MAは導入すれば自動的に成果が出るツールではありません。複雑な機能、リソース不足、部門間の壁といった様々な要因が絡み合い、多くの担当者が「何から手をつければ良いのか分からない」と行き詰まりを感じています。
本記事では、MA運用がなぜうまくいかないのか、その原因を構造的に解き明かします。そして、貴社の現状を客観的に診断し、膠着状態を打開するための立て直しプランを体系的に解説します。
なぜMA運用は失敗するのか?「使いこなせない」状態を生む構造的要因
MAツールは、「導入すれば自動的に商談が増える」と期待されがちですが、実際には容易に成果が出るものではありません。多くの企業がMA運用でつまずく背景には、単なる機能の理解不足や人手不足といった表面的な問題だけでなく、構造的な要因が潜んでいます。
失敗の根本にある「3つの要素」とその相互関係
MA運用が機能しない原因は、以下の3つの要素に分類され、これらが相互に影響し合っています。
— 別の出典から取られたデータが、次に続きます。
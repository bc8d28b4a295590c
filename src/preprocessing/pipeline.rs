use crate::error::{EnhanceError, Result};
use crate::options::{Binarization, DenoiseFilter, Morphology, PipelineOptions, TargetRange};
use crate::types::{BinaryImage, EnhancedImage, GrayscaleImage, Provenance, RawImage, SkewAngle};
use serde::Serialize;
use serde_json::{json, Map, Value};
use std::time::Instant;

use super::steps;

/// Record of a single stage that ran
#[derive(Debug, Clone, Serialize)]
pub struct StageRecord {
    pub name: String,
    /// Configured parameters plus values discovered while running
    pub params: Map<String, Value>,
    pub time_ms: u64,
}

/// State a stage can report back to the pipeline
#[derive(Debug, Default)]
pub struct StageContext {
    /// Values found while running, merged into the stage's record
    pub effective: Map<String, Value>,
    pub skew_angle: Option<SkewAngle>,
    /// Set once a stage has reduced the image to ink and background
    pub binary: bool,
}

/// One grayscale-to-grayscale transform
pub trait Stage: Send + Sync {
    fn name(&self) -> &'static str;

    /// Configured parameters, recorded in provenance
    fn params(&self) -> Map<String, Value>;

    fn apply(&self, image: GrayscaleImage, ctx: &mut StageContext) -> Result<GrayscaleImage>;
}

pub struct DenoiseStage {
    pub strength: u32,
    pub filter: DenoiseFilter,
}

impl Stage for DenoiseStage {
    fn name(&self) -> &'static str {
        "denoise"
    }

    fn params(&self) -> Map<String, Value> {
        object(&json!({ "strength": self.strength, "filter": self.filter }))
    }

    fn apply(&self, image: GrayscaleImage, _ctx: &mut StageContext) -> Result<GrayscaleImage> {
        steps::denoise::denoise(&image, self.strength, self.filter)
    }
}

pub struct DeskewStage {
    pub max_angle: f32,
}

impl Stage for DeskewStage {
    fn name(&self) -> &'static str {
        "deskew"
    }

    fn params(&self) -> Map<String, Value> {
        object(&json!({ "max_angle": self.max_angle }))
    }

    fn apply(&self, image: GrayscaleImage, ctx: &mut StageContext) -> Result<GrayscaleImage> {
        let angle = steps::deskew::estimate_skew(&image, self.max_angle);
        ctx.effective
            .insert("estimated_angle".to_string(), json!(angle.degrees()));
        ctx.skew_angle = Some(angle);
        steps::deskew::correct(&image, angle)
    }
}

pub struct NormalizeStage {
    pub target: TargetRange,
}

impl Stage for NormalizeStage {
    fn name(&self) -> &'static str {
        "normalize"
    }

    fn params(&self) -> Map<String, Value> {
        object(&json!({ "low": self.target.low, "high": self.target.high }))
    }

    fn apply(&self, image: GrayscaleImage, _ctx: &mut StageContext) -> Result<GrayscaleImage> {
        steps::normalize::normalize(&image, self.target)
    }
}

pub struct SharpenStage;

impl Stage for SharpenStage {
    fn name(&self) -> &'static str {
        "sharpen"
    }

    fn params(&self) -> Map<String, Value> {
        Map::new()
    }

    fn apply(&self, image: GrayscaleImage, _ctx: &mut StageContext) -> Result<GrayscaleImage> {
        Ok(steps::sharpen::sharpen(&image))
    }
}

pub struct BinarizeStage {
    pub method: Binarization,
}

impl Stage for BinarizeStage {
    fn name(&self) -> &'static str {
        "binarize"
    }

    fn params(&self) -> Map<String, Value> {
        object(&self.method)
    }

    fn apply(&self, image: GrayscaleImage, ctx: &mut StageContext) -> Result<GrayscaleImage> {
        let binary = match self.method {
            Binarization::Global => {
                let threshold = steps::threshold::global_threshold(&image);
                ctx.effective
                    .insert("threshold".to_string(), json!(threshold));
                steps::threshold::threshold_at(&image, threshold)?
            }
            method => steps::threshold::binarize(&image, &method)?,
        };
        ctx.binary = true;
        Ok(binary.into_grayscale())
    }
}

pub struct MorphologyStage {
    pub operation: Morphology,
}

impl Stage for MorphologyStage {
    fn name(&self) -> &'static str {
        "morphology"
    }

    fn params(&self) -> Map<String, Value> {
        object(&self.operation)
    }

    fn apply(&self, image: GrayscaleImage, _ctx: &mut StageContext) -> Result<GrayscaleImage> {
        let binary = BinaryImage::from_levels(image.into_gray()).ok_or_else(|| {
            EnhanceError::ProcessingError {
                stage: "morphology".to_string(),
                params: format!("{:?}", self.operation),
                message: "input is not a binary image".to_string(),
            }
        })?;
        Ok(steps::morphology::apply(&binary, self.operation)?.into_grayscale())
    }
}

/// Stages applied in order after grayscale conversion
pub struct Pipeline {
    options: Option<PipelineOptions>,
    stages: Vec<Box<dyn Stage>>,
}

impl Pipeline {
    /// Build the fixed stage sequence for `options`, skipping disabled
    /// stages. Options are validated here so a run never starts with
    /// values a later stage would reject.
    pub fn from_options(options: &PipelineOptions) -> Result<Self> {
        options.validate()?;

        let mut stages: Vec<Box<dyn Stage>> = Vec::new();
        if options.denoise.enabled {
            stages.push(Box::new(DenoiseStage {
                strength: options.denoise.strength,
                filter: options.denoise.filter,
            }));
        }
        if options.skew_correction.enabled {
            stages.push(Box::new(DeskewStage {
                max_angle: options.skew_correction.max_angle,
            }));
        }
        if options.contrast_normalization.enabled {
            stages.push(Box::new(NormalizeStage {
                target: options.contrast_normalization.target_range,
            }));
        }
        if options.sharpen {
            stages.push(Box::new(SharpenStage));
        }
        if options.binarization.is_enabled() {
            stages.push(Box::new(BinarizeStage {
                method: options.binarization,
            }));
        }
        if options.morphology.is_enabled() {
            stages.push(Box::new(MorphologyStage {
                operation: options.morphology,
            }));
        }

        Ok(Self {
            options: Some(*options),
            stages,
        })
    }

    /// Assemble a pipeline from arbitrary stages
    pub fn from_stages(stages: Vec<Box<dyn Stage>>) -> Self {
        Self {
            options: None,
            stages,
        }
    }

    pub fn stage_names(&self) -> Vec<&'static str> {
        self.stages.iter().map(|s| s.name()).collect()
    }

    /// Run every stage on `raw`. The first failing stage aborts the run.
    pub fn run(&self, raw: &RawImage) -> Result<EnhancedImage> {
        let start = Instant::now();
        let mut records = Vec::with_capacity(self.stages.len() + 1);

        let step_start = Instant::now();
        let mut image = steps::grayscale::to_grayscale(raw);
        records.push(StageRecord {
            name: "grayscale".to_string(),
            params: object(&json!({
                "source_channels": raw.channels(),
                "source_bit_depth": raw.bit_depth(),
            })),
            time_ms: step_start.elapsed().as_millis() as u64,
        });

        let mut ctx = StageContext::default();
        for stage in &self.stages {
            let step_start = Instant::now();
            image = stage.apply(image, &mut ctx).inspect_err(|e| {
                tracing::debug!("Stage '{}' failed: {}", stage.name(), e);
            })?;

            let mut params = stage.params();
            params.append(&mut ctx.effective);
            let time_ms = step_start.elapsed().as_millis() as u64;
            tracing::debug!("Stage '{}' done in {}ms", stage.name(), time_ms);

            records.push(StageRecord {
                name: stage.name().to_string(),
                params,
                time_ms,
            });
        }

        let binary = ctx.binary && image.is_two_level();
        let total_time_ms = start.elapsed().as_millis() as u64;
        tracing::info!(
            "Enhanced {}x{} image to {}x{} in {}ms ({} stages)",
            raw.width(),
            raw.height(),
            image.width(),
            image.height(),
            total_time_ms,
            records.len()
        );

        let provenance = Provenance {
            source: raw.describe(),
            options: self.options,
            stages: records,
            skew_angle: ctx.skew_angle,
            total_time_ms,
        };
        Ok(EnhancedImage::new(image, binary, raw.format(), provenance))
    }
}

/// Enhance a decoded image for OCR with the given options
pub fn enhance(raw: &RawImage, options: &PipelineOptions) -> Result<EnhancedImage> {
    Pipeline::from_options(options)?.run(raw)
}

fn object<T: Serialize>(value: &T) -> Map<String, Value> {
    match serde_json::to_value(value) {
        Ok(Value::Object(map)) => map,
        _ => Map::new(),
    }
}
戦略・目的の欠如:「何のためにMAを使うのか」という上流の戦略や目的が曖昧な状態。
運用プロセスの不備:戦略に基づいた具体的な計画(誰に、何を、いつ届けるか)や、効果検証の仕組みが整っていない状態。
リソース・体制の不足:運用に必要なコンテンツや人員、そして部門間の連携体制が不足している状態。
「戦略の欠如」が引き起こす負の連鎖
MA運用がうまくいかない原因の多くは、「戦略や目的が明確でないこと」にあります。目的が曖昧なまま導入が進むと、適切な「運用プロセス」を設計できません。その結果、場当たり的な施策しか打てず、成果が出ないため「リソース・体制」も確保されない(あるいは、リソースを投下しても効果が出ない)という負の連鎖に陥ってしまうのです。
たとえば、「コンテンツが足りない」という問題は、表面的には「リソースの不足」に見えます。しかし、その根本的な原因は、「誰に、どのようなコンテンツが必要か」を定義する「戦略」や「プロセス(カスタマージャーニー設計)」が欠如していることにあるかもしれません。
このように、問題の構造を理解し、表層的な課題に囚われずに根本原因を見極めることが、MA運用を立て直すために一番最初に行うべきステップとなります。
【チェックリスト】貴社のMAが機能しない7つの根本原因
貴社のMA運用は、どこでつまずいていますか?ここでは、先ほどの3つの分類に基づき、MAが機能しない7つの根本原因をチェックリスト形式で解説します。自社の状況に当てはまるものがないか、客観的に評価してみてください。
分類1:戦略・目的の欠如
MA運用の土台となる戦略レイヤーでの設計が不十分だと、その上に積み上げる施策はすべて不安定になります。
原因1:導入目的が「効率化」や「自動化」で止まっている
MAの導入目的が「メルマガ配信の効率化」や「手作業の自動化」といった業務効率化に留まっているケースです。MAは本来、見込み顧客(リード)を育成し、質の高い商談を創出することで事業成長に貢献するためのツールです。目的が戦術レベルに留まっていると、成果につながる戦略的な運用には発展しません。
【チェック項目】
[ ] MA導入の目的を問われた際、「商談創出」や「売上向上」ではなく、「作業効率化」が真っ先に挙がる。
[ ] MAを通じて、どのような顧客を、どのような状態に引き上げたいのかが定義されていない。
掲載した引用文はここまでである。